New Zealand survives with income from exports and tourism. Not just tourism, and not just exports; we all need to work together to keep New Zealand financially afloat. But we also need to take a wider view of what we do and take responsibility for the environment and the safety of everyone in New Zealand, be they local, tourist, or seasonal worker. All industry has a social duty, as well as the financial imperative to make money. The other salient point is, the Government can’t be expected to do everything for you.

In horticulture, we understand both our social licence and the need to partner with Government. We have numerous examples: like biosecurity, where we are partnering with Government to achieve better outcomes for all of New Zealand. We also look at natural resources, like our dedication to cleaning up the Waikato River. Another example is food safety, where we have run robust food safety programmes, with requirements set internationally, for nearly two decades. These are all examples of growers’ money being used for the greater good, and in all these examples we are partnering with Government. Or, if we’re not, we should be.

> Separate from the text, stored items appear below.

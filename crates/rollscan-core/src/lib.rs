//! Core library for shipping-label OCR.
//!
//! This crate provides:
//! - Grouping of recognition tokens into ordered text lines
//! - Roll number and customer name extraction with recognition fallbacks
//! - PDF rasterization and page-by-page batch parsing

pub mod batch;
pub mod error;
pub mod label;
pub mod models;
pub mod ocr;
pub mod pdf;

pub use batch::BatchDriver;
#[cfg(feature = "native")]
pub use batch::parse_pdf_labels;
pub use error::{OcrError, PdfError, Result, RollscanError};
pub use label::LabelParser;
pub use models::config::RollscanConfig;
pub use models::label::{FieldSource, PageRange, PageResult};
pub use ocr::{BoundingBox, PageSegMode, RecognizedToken, Recognizer, TextLine};
#[cfg(feature = "native")]
pub use ocr::TesseractCli;
pub use pdf::{EmbeddedRasterizer, PdfExtractor, Rasterizer};
#[cfg(feature = "native")]
pub use pdf::PdftoppmRasterizer;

So it’s good to see that work is being done on uptake of the tourist driver code of practice being driven by the tourism industry – this is the equivalent of our food safety programmes. To make our food safety programmes work, they need to be driven by the horticulture industry, and each need to take a wider responsibility: more than just making money.

There is another similarity between the tourist driver code of practice and the horticulture industry’s food safety programmes: we have one comprehensive and robust programme for each product that is outcome-based. We do not need a myriad of rules and contradictory regulations, when we already have one tailor-made programme fit for purpose. The risk horticulture is facing is keeping with an existing, fit-for-purpose programme and getting Government to accept that. 

It is working with industry where Government will make real gains for New Zealand, be it the tourist driver code of practice, or the horticulture industry’s food safety programme. In two weeks, Horticulture New Zealand is submitting to the Primary Production Select Committee on amendments to the Food Act. Our submission is for Government to recognise one comprehensive and robust food safety programme, industry-led, integrated-with, but not duplicating, the Government’s Food Act regime.